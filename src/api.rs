//! Public domain types for the salon backend.
//!
//! This file consolidates the records shared across the repository, service
//! and HTTP layers. Everything that crosses the API boundary derives
//! Serialize/Deserialize for JSON serialization; the password hash never
//! leaves the repository layer (see `http::dto` for the wire shapes).

use chrono::{DateTime, NaiveDate, Utc};
use serde::{Deserialize, Serialize};

use crate::define_id_type;
use crate::models::TimeOfDay;

define_id_type!(i64, UserId);
define_id_type!(i64, ServiceId);
define_id_type!(i64, BookingId);
define_id_type!(i64, WorkingHourId);
define_id_type!(i64, SpecialDayId);

/// Role of a user account.
#[derive(Debug, Clone, Copy, PartialEq, Eq, Hash, Serialize, Deserialize)]
#[serde(rename_all = "SCREAMING_SNAKE_CASE")]
pub enum UserRole {
    Client,
    Admin,
}

impl UserRole {
    pub fn as_str(&self) -> &'static str {
        match self {
            UserRole::Client => "CLIENT",
            UserRole::Admin => "ADMIN",
        }
    }

    pub fn parse(s: &str) -> Option<Self> {
        match s {
            "CLIENT" => Some(UserRole::Client),
            "ADMIN" => Some(UserRole::Admin),
            _ => None,
        }
    }
}

/// Lifecycle state of a booking.
///
/// Only active bookings (pending or confirmed) occupy time in the
/// availability computation; cancelled and completed bookings do not.
#[derive(Debug, Clone, Copy, PartialEq, Eq, Hash, Serialize, Deserialize)]
#[serde(rename_all = "SCREAMING_SNAKE_CASE")]
pub enum BookingStatus {
    Pending,
    Confirmed,
    Completed,
    Cancelled,
}

impl BookingStatus {
    /// Whether this booking still occupies its time slots.
    pub fn is_active(&self) -> bool {
        matches!(self, BookingStatus::Pending | BookingStatus::Confirmed)
    }

    pub fn as_str(&self) -> &'static str {
        match self {
            BookingStatus::Pending => "PENDING",
            BookingStatus::Confirmed => "CONFIRMED",
            BookingStatus::Completed => "COMPLETED",
            BookingStatus::Cancelled => "CANCELLED",
        }
    }

    pub fn parse(s: &str) -> Option<Self> {
        match s {
            "PENDING" => Some(BookingStatus::Pending),
            "CONFIRMED" => Some(BookingStatus::Confirmed),
            "COMPLETED" => Some(BookingStatus::Completed),
            "CANCELLED" => Some(BookingStatus::Cancelled),
            _ => None,
        }
    }
}

/// Category of a catalog service.
#[derive(Debug, Clone, Copy, PartialEq, Eq, Hash, Serialize, Deserialize)]
#[serde(rename_all = "SCREAMING_SNAKE_CASE")]
pub enum ServiceCategory {
    Manicure,
    Pedicure,
    Polish,
    NailArt,
}

impl ServiceCategory {
    pub fn as_str(&self) -> &'static str {
        match self {
            ServiceCategory::Manicure => "MANICURE",
            ServiceCategory::Pedicure => "PEDICURE",
            ServiceCategory::Polish => "POLISH",
            ServiceCategory::NailArt => "NAIL_ART",
        }
    }

    pub fn parse(s: &str) -> Option<Self> {
        match s {
            "MANICURE" => Some(ServiceCategory::Manicure),
            "PEDICURE" => Some(ServiceCategory::Pedicure),
            "POLISH" => Some(ServiceCategory::Polish),
            "NAIL_ART" => Some(ServiceCategory::NailArt),
            _ => None,
        }
    }
}

/// A registered user account.
///
/// Deliberately does not derive Serialize: the stored password hash must not
/// leak through accidental JSON serialization. HTTP responses go through
/// `http::dto::UserDto`.
#[derive(Debug, Clone)]
pub struct UserAccount {
    pub id: UserId,
    pub name: String,
    pub email: String,
    pub phone: String,
    pub password_hash: String,
    pub role: UserRole,
    pub created_at: DateTime<Utc>,
}

/// Fields for creating a user account.
#[derive(Debug, Clone)]
pub struct NewUser {
    pub name: String,
    pub email: String,
    pub phone: String,
    pub password_hash: String,
    pub role: UserRole,
}

/// Profile fields an update may change. `None` leaves the field untouched.
#[derive(Debug, Clone, Default)]
pub struct UserProfileChanges {
    pub name: Option<String>,
    pub email: Option<String>,
    pub phone: Option<String>,
}

/// Filter for user listings.
#[derive(Debug, Clone, Default)]
pub struct UserFilter {
    pub role: Option<UserRole>,
    /// Case-insensitive substring match against name, email or phone.
    pub search: Option<String>,
}

/// A bookable service in the catalog.
#[derive(Debug, Clone, Serialize, Deserialize)]
pub struct ServiceOffering {
    pub id: ServiceId,
    pub name: String,
    pub description: String,
    pub price: f64,
    pub duration_min: u32,
    pub category: ServiceCategory,
    pub is_active: bool,
}

/// Fields for creating a catalog service.
#[derive(Debug, Clone)]
pub struct NewService {
    pub name: String,
    pub description: String,
    pub price: f64,
    pub duration_min: u32,
    pub category: ServiceCategory,
    pub is_active: bool,
}

/// Catalog fields an update may change. `None` leaves the field untouched.
#[derive(Debug, Clone, Default)]
pub struct ServiceChanges {
    pub name: Option<String>,
    pub description: Option<String>,
    pub price: Option<f64>,
    pub duration_min: Option<u32>,
    pub category: Option<ServiceCategory>,
    pub is_active: Option<bool>,
}

/// Filter for catalog listings.
#[derive(Debug, Clone, Default)]
pub struct ServiceFilter {
    pub category: Option<ServiceCategory>,
    pub is_active: Option<bool>,
}

/// A booking of a service at a date and time.
#[derive(Debug, Clone, Serialize, Deserialize)]
pub struct Booking {
    pub id: BookingId,
    pub client_id: UserId,
    pub service_id: ServiceId,
    pub date: NaiveDate,
    pub time: TimeOfDay,
    pub status: BookingStatus,
    pub notes: Option<String>,
    /// Role of the account that created the booking.
    pub created_by: UserRole,
    pub created_at: DateTime<Utc>,
}

/// Fields for creating a booking.
#[derive(Debug, Clone)]
pub struct NewBooking {
    pub client_id: UserId,
    pub service_id: ServiceId,
    pub date: NaiveDate,
    pub time: TimeOfDay,
    pub status: BookingStatus,
    pub notes: Option<String>,
    pub created_by: UserRole,
}

/// Filter for booking listings.
#[derive(Debug, Clone, Default)]
pub struct BookingFilter {
    pub status: Option<BookingStatus>,
    pub date: Option<NaiveDate>,
    pub client_id: Option<UserId>,
    pub service_id: Option<ServiceId>,
}

/// A recurring weekly opening window. Weekday 0 is Sunday.
#[derive(Debug, Clone, Serialize, Deserialize)]
pub struct WorkingHour {
    pub id: WorkingHourId,
    pub weekday: u8,
    pub start: TimeOfDay,
    pub end: TimeOfDay,
}

/// A date-specific opening window that replaces the recurring schedule
/// for its date.
#[derive(Debug, Clone, Serialize, Deserialize)]
pub struct SpecialDay {
    pub id: SpecialDayId,
    pub date: NaiveDate,
    pub start: TimeOfDay,
    pub end: TimeOfDay,
}

/// A half-open opening interval `[start, end)` within a single day.
#[derive(Debug, Clone, Copy, PartialEq, Eq, Serialize, Deserialize)]
pub struct TimeWindow {
    pub start: TimeOfDay,
    pub end: TimeOfDay,
}

impl TimeWindow {
    /// Create a window, enforcing `start < end`.
    pub fn new(start: TimeOfDay, end: TimeOfDay) -> Option<Self> {
        if start < end {
            Some(Self { start, end })
        } else {
            None
        }
    }
}

/// Start time and duration of an existing active booking, as consumed by the
/// availability calculator. The duration is the booked service's own
/// duration, not the duration of the service currently being scheduled.
#[derive(Debug, Clone, Copy, PartialEq, Eq)]
pub struct BookingInterval {
    pub start: TimeOfDay,
    pub duration_min: u32,
}

/// A booking joined with the client and service fields the dashboards and
/// listings display. Lookups that fail (deleted client or service) fall back
/// to empty/zero values rather than dropping the booking from history.
#[derive(Debug, Clone)]
pub struct BookingDetail {
    pub booking: Booking,
    pub client_name: String,
    pub client_phone: String,
    pub service_name: String,
    pub service_price: f64,
    pub service_duration_min: u32,
}

/// One bookable (or blocked) slot in an availability response.
#[derive(Debug, Clone, Copy, PartialEq, Eq, Serialize, Deserialize)]
pub struct Slot {
    pub time: TimeOfDay,
    pub available: bool,
}

#[cfg(test)]
mod tests {
    use super::*;

    #[test]
    fn test_booking_id_new() {
        let id = BookingId::new(42);
        assert_eq!(id.value(), 42);
    }

    #[test]
    fn test_id_equality_and_ordering() {
        assert_eq!(UserId::new(7), UserId::new(7));
        assert_ne!(UserId::new(7), UserId::new(8));
        assert!(ServiceId::new(1) < ServiceId::new(2));
    }

    #[test]
    fn test_ids_hash() {
        use std::collections::HashSet;

        let mut set = HashSet::new();
        set.insert(BookingId::new(1));
        set.insert(BookingId::new(2));
        set.insert(BookingId::new(1)); // Duplicate
        assert_eq!(set.len(), 2);
    }

    #[test]
    fn test_active_statuses() {
        assert!(BookingStatus::Pending.is_active());
        assert!(BookingStatus::Confirmed.is_active());
        assert!(!BookingStatus::Completed.is_active());
        assert!(!BookingStatus::Cancelled.is_active());
    }

    #[test]
    fn test_status_string_roundtrip() {
        for status in [
            BookingStatus::Pending,
            BookingStatus::Confirmed,
            BookingStatus::Completed,
            BookingStatus::Cancelled,
        ] {
            assert_eq!(BookingStatus::parse(status.as_str()), Some(status));
        }
        assert_eq!(BookingStatus::parse("DELETED"), None);
    }

    #[test]
    fn test_role_string_roundtrip() {
        assert_eq!(UserRole::parse("ADMIN"), Some(UserRole::Admin));
        assert_eq!(UserRole::parse("CLIENT"), Some(UserRole::Client));
        assert_eq!(UserRole::parse("client"), None);
    }

    #[test]
    fn test_status_serde_uses_wire_names() {
        let json = serde_json::to_string(&BookingStatus::Confirmed).unwrap();
        assert_eq!(json, "\"CONFIRMED\"");
        let cat = serde_json::to_string(&ServiceCategory::NailArt).unwrap();
        assert_eq!(cat, "\"NAIL_ART\"");
    }

    #[test]
    fn test_time_window_rejects_inverted() {
        let start: TimeOfDay = "10:00".parse().unwrap();
        let end: TimeOfDay = "09:00".parse().unwrap();
        assert!(TimeWindow::new(start, end).is_none());
        assert!(TimeWindow::new(end, start).is_some());
        assert!(TimeWindow::new(start, start).is_none());
    }
}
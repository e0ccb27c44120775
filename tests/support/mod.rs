//! Shared fixtures for integration tests.

use chrono::NaiveDate;
use salon_rust::api::{
    BookingStatus, NewBooking, NewService, NewUser, ServiceCategory, ServiceId, ServiceOffering,
    UserAccount, UserId, UserRole,
};
use salon_rust::db::repositories::LocalRepository;
use salon_rust::db::repository::{
    BookingRepository, CatalogRepository, HoursRepository, UserRepository,
};
use salon_rust::models::TimeOfDay;

pub fn tod(s: &str) -> TimeOfDay {
    s.parse().expect("fixture time literal")
}

pub fn date(s: &str) -> NaiveDate {
    NaiveDate::parse_from_str(s, "%Y-%m-%d").expect("fixture date literal")
}

/// A repository pre-populated with the accounts and catalog the flows need.
pub struct Seeded {
    pub repo: LocalRepository,
    pub admin: UserAccount,
    pub client: UserAccount,
    /// 60-minute manicure
    pub manicure: ServiceOffering,
    /// 90-minute pedicure
    pub pedicure: ServiceOffering,
}

/// Build a repository with an admin, a client and two active services.
/// No opening hours are configured; tests add the windows they need.
pub async fn seeded_repository() -> Seeded {
    let repo = LocalRepository::new();

    let admin = repo
        .insert_user(NewUser {
            name: "Isabela".to_string(),
            email: "admin@salon.test".to_string(),
            phone: "555-0001".to_string(),
            password_hash: "unused-hash".to_string(),
            role: UserRole::Admin,
        })
        .await
        .expect("seed admin");

    let client = repo
        .insert_user(NewUser {
            name: "Maria Silva".to_string(),
            email: "client@salon.test".to_string(),
            phone: "555-0002".to_string(),
            password_hash: "unused-hash".to_string(),
            role: UserRole::Client,
        })
        .await
        .expect("seed client");

    let manicure = repo
        .insert_service(NewService {
            name: "Full Manicure".to_string(),
            description: "Cuticle care, filing and polish".to_string(),
            price: 35.0,
            duration_min: 60,
            category: ServiceCategory::Manicure,
            is_active: true,
        })
        .await
        .expect("seed manicure");

    let pedicure = repo
        .insert_service(NewService {
            name: "Full Pedicure".to_string(),
            description: "Cuticle care, filing and polish".to_string(),
            price: 40.0,
            duration_min: 90,
            category: ServiceCategory::Pedicure,
            is_active: true,
        })
        .await
        .expect("seed pedicure");

    Seeded {
        repo,
        admin,
        client,
        manicure,
        pedicure,
    }
}

impl Seeded {
    /// Add a recurring window for a weekday (0 = Sunday).
    pub async fn open_hours(&self, weekday: u8, start: &str, end: &str) {
        self.repo
            .insert_working_hour(weekday, tod(start), tod(end))
            .await
            .expect("seed working hour");
    }

    /// Insert a booking directly, bypassing the creation flow's checks.
    pub async fn raw_booking(
        &self,
        client: UserId,
        service: ServiceId,
        on: NaiveDate,
        at: &str,
        status: BookingStatus,
    ) -> salon_rust::api::Booking {
        self.repo
            .insert_booking(NewBooking {
                client_id: client,
                service_id: service,
                date: on,
                time: tod(at),
                status,
                notes: None,
                created_by: UserRole::Admin,
            })
            .await
            .expect("seed booking")
    }
}
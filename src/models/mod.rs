pub mod macros;
pub mod time;

pub use time::*;
#[async_trait]
impl CatalogRepository for LocalRepository {
    async fn insert_service(&self, service: NewService) -> RepositoryResult<ServiceOffering> {
        let mut inner = self.inner.write();
        let id = inner.next_id();
        let offering = ServiceOffering {
            id: ServiceId::new(id),
            name: service.name,
            description: service.description,
            price: service.price,
            duration_min: service.duration_min,
            category: service.category,
            is_active: service.is_active,
        };
        inner.services.insert(id, offering.clone());
        Ok(offering)
    }

    async fn fetch_service(&self, id: ServiceId) -> RepositoryResult<Option<ServiceOffering>> {
        Ok(self.inner.read().services.get(&id.value()).cloned())
    }

    async fn list_services(
        &self,
        filter: ServiceFilter,
    ) -> RepositoryResult<Vec<ServiceOffering>> {
        let inner = self.inner.read();
        let mut services: Vec<ServiceOffering> = inner
            .services
            .values()
            .filter(|s| filter.category.is_none_or(|c| s.category == c))
            .filter(|s| filter.is_active.is_none_or(|a| s.is_active == a))
            .cloned()
            .collect();
        services.sort_by(|a, b| a.name.cmp(&b.name));
        Ok(services)
    }

    async fn update_service(
        &self,
        id: ServiceId,
        changes: ServiceChanges,
    ) -> RepositoryResult<ServiceOffering> {
        let mut inner = self.inner.write();
        let service = inner
            .services
            .get_mut(&id.value())
            .ok_or_else(|| not_found("service", id))?;
        if let Some(name) = changes.name {
            service.name = name;
        }
        if let Some(description) = changes.description {
            service.description = description;
        }
        if let Some(price) = changes.price {
            service.price = price;
        }
        if let Some(duration_min) = changes.duration_min {
            service.duration_min = duration_min;
        }
        if let Some(category) = changes.category {
            service.category = category;
        }
        if let Some(is_active) = changes.is_active {
            service.is_active = is_active;
        }
        Ok(service.clone())
    }

    async fn delete_service(&self, id: ServiceId) -> RepositoryResult<()> {
        let mut inner = self.inner.write();
        inner
            .services
            .remove(&id.value())
            .map(|_| ())
            .ok_or_else(|| not_found("service", id))
    }
}

#[async_trait]
impl BookingRepository for LocalRepository {
    async fn insert_booking(&self, booking: NewBooking) -> RepositoryResult<Booking> {
        let mut inner = self.inner.write();
        let id = inner.next_id();
        let record = Booking {
            id: BookingId::new(id),
            client_id: booking.client_id,
            service_id: booking.service_id,
            date: booking.date,
            time: booking.time,
            status: booking.status,
            notes: booking.notes,
            created_by: booking.created_by,
            created_at: Utc::now(),
        };
        inner.bookings.insert(id, record.clone());
        Ok(record)
    }

    async fn fetch_booking(&self, id: BookingId) -> RepositoryResult<Option<Booking>> {
        Ok(self.inner.read().bookings.get(&id.value()).cloned())
    }

    async fn list_bookings(&self, filter: BookingFilter) -> RepositoryResult<Vec<Booking>> {
        let inner = self.inner.read();
        let mut bookings: Vec<Booking> = inner
            .bookings
            .values()
            .filter(|b| filter.status.is_none_or(|s| b.status == s))
            .filter(|b| filter.date.is_none_or(|d| b.date == d))
            .filter(|b| filter.client_id.is_none_or(|c| b.client_id == c))
            .filter(|b| filter.service_id.is_none_or(|s| b.service_id == s))
            .cloned()
            .collect();
        bookings.sort_by(|a, b| (a.date, a.time).cmp(&(b.date, b.time)));
        Ok(bookings)
    }

    async fn find_active_at(
        &self,
        date: NaiveDate,
        time: TimeOfDay,
    ) -> RepositoryResult<Option<Booking>> {
        Ok(self
            .inner
            .read()
            .bookings
            .values()
            .find(|b| b.date == date && b.time == time && b.status.is_active())
            .cloned())
    }

    async fn list_active_intervals(
        &self,
        date: NaiveDate,
    ) -> RepositoryResult<Vec<BookingInterval>> {
        let inner = self.inner.read();
        Ok(inner
            .bookings
            .values()
            .filter(|b| b.date == date && b.status.is_active())
            .map(|b| BookingInterval {
                start: b.time,
                duration_min: inner
                    .services
                    .get(&b.service_id.value())
                    .map(|s| s.duration_min)
                    .unwrap_or(0),
            })
            .collect())
    }

    async fn update_booking_status(
        &self,
        id: BookingId,
        status: BookingStatus,
    ) -> RepositoryResult<Booking> {
        let mut inner = self.inner.write();
        let booking = inner
            .bookings
            .get_mut(&id.value())
            .ok_or_else(|| not_found("booking", id))?;
        booking.status = status;
        Ok(booking.clone())
    }

    async fn update_booking_notes(
        &self,
        id: BookingId,
        notes: Option<String>,
    ) -> RepositoryResult<Booking> {
        let mut inner = self.inner.write();
        let booking = inner
            .bookings
            .get_mut(&id.value())
            .ok_or_else(|| not_found("booking", id))?;
        booking.notes = notes;
        Ok(booking.clone())
    }

    async fn count_bookings_for_client(&self, client_id: UserId) -> RepositoryResult<usize> {
        Ok(self
            .inner
            .read()
            .bookings
            .values()
            .filter(|b| b.client_id == client_id)
            .count())
    }
}

#[async_trait]
impl HoursRepository for LocalRepository {
    async fn insert_working_hour(
        &self,
        weekday: u8,
        start: TimeOfDay,
        end: TimeOfDay,
    ) -> RepositoryResult<WorkingHour> {
        let mut inner = self.inner.write();
        let id = inner.next_id();
        let hour = WorkingHour {
            id: WorkingHourId::new(id),
            weekday,
            start,
            end,
        };
        inner.working_hours.insert(id, hour.clone());
        Ok(hour)
    }

    async fn list_working_hours(&self) -> RepositoryResult<Vec<WorkingHour>> {
        let mut hours: Vec<WorkingHour> =
            self.inner.read().working_hours.values().cloned().collect();
        hours.sort_by_key(|h| (h.weekday, h.start));
        Ok(hours)
    }

    async fn list_working_windows(&self, weekday: u8) -> RepositoryResult<Vec<TimeWindow>> {
        let inner = self.inner.read();
        let mut windows: Vec<TimeWindow> = inner
            .working_hours
            .values()
            .filter(|h| h.weekday == weekday)
            .map(|h| TimeWindow {
                start: h.start,
                end: h.end,
            })
            .collect();
        windows.sort_by_key(|w| w.start);
        Ok(windows)
    }

    async fn update_working_hour(
        &self,
        id: WorkingHourId,
        weekday: u8,
        start: TimeOfDay,
        end: TimeOfDay,
    ) -> RepositoryResult<WorkingHour> {
        let mut inner = self.inner.write();
        let hour = inner
            .working_hours
            .get_mut(&id.value())
            .ok_or_else(|| not_found("working_hour", id))?;
        hour.weekday = weekday;
        hour.start = start;
        hour.end = end;
        Ok(hour.clone())
    }

    async fn delete_working_hour(&self, id: WorkingHourId) -> RepositoryResult<()> {
        let mut inner = self.inner.write();
        inner
            .working_hours
            .remove(&id.value())
            .map(|_| ())
            .ok_or_else(|| not_found("working_hour", id))
    }

    async fn insert_special_day(
        &self,
        date: NaiveDate,
        start: TimeOfDay,
        end: TimeOfDay,
    ) -> RepositoryResult<SpecialDay> {
        let mut inner = self.inner.write();
        let id = inner.next_id();
        let day = SpecialDay {
            id: SpecialDayId::new(id),
            date,
            start,
            end,
        };
        inner.special_days.insert(id, day.clone());
        Ok(day)
    }

    async fn list_special_days(&self) -> RepositoryResult<Vec<SpecialDay>> {
        let mut days: Vec<SpecialDay> =
            self.inner.read().special_days.values().cloned().collect();
        days.sort_by_key(|d| (d.date, d.start));
        Ok(days)
    }

    async fn list_special_day_windows(
        &self,
        date: NaiveDate,
    ) -> RepositoryResult<Vec<TimeWindow>> {
        let inner = self.inner.read();
        let mut windows: Vec<TimeWindow> = inner
            .special_days
            .values()
            .filter(|d| d.date == date)
            .map(|d| TimeWindow {
                start: d.start,
                end: d.end,
            })
            .collect();
        windows.sort_by_key(|w| w.start);
        Ok(windows)
    }

    async fn update_special_day(
        &self,
        id: SpecialDayId,
        date: NaiveDate,
        start: TimeOfDay,
        end: TimeOfDay,
    ) -> RepositoryResult<SpecialDay> {
        let mut inner = self.inner.write();
        let day = inner
            .special_days
            .get_mut(&id.value())
            .ok_or_else(|| not_found("special_day", id))?;
        day.date = date;
        day.start = start;
        day.end = end;
        Ok(day.clone())
    }

    async fn delete_special_day(&self, id: SpecialDayId) -> RepositoryResult<()> {
        let mut inner = self.inner.write();
        inner
            .special_days
            .remove(&id.value())
            .map(|_| ())
            .ok_or_else(|| not_found("special_day", id))
    }
}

__Task to carry out__:
Whenever the string "ServiceFilter" shows up in a line of the records, copy that line.

__Completed task__:
pub struct ServiceFilter {
        filter: ServiceFilter,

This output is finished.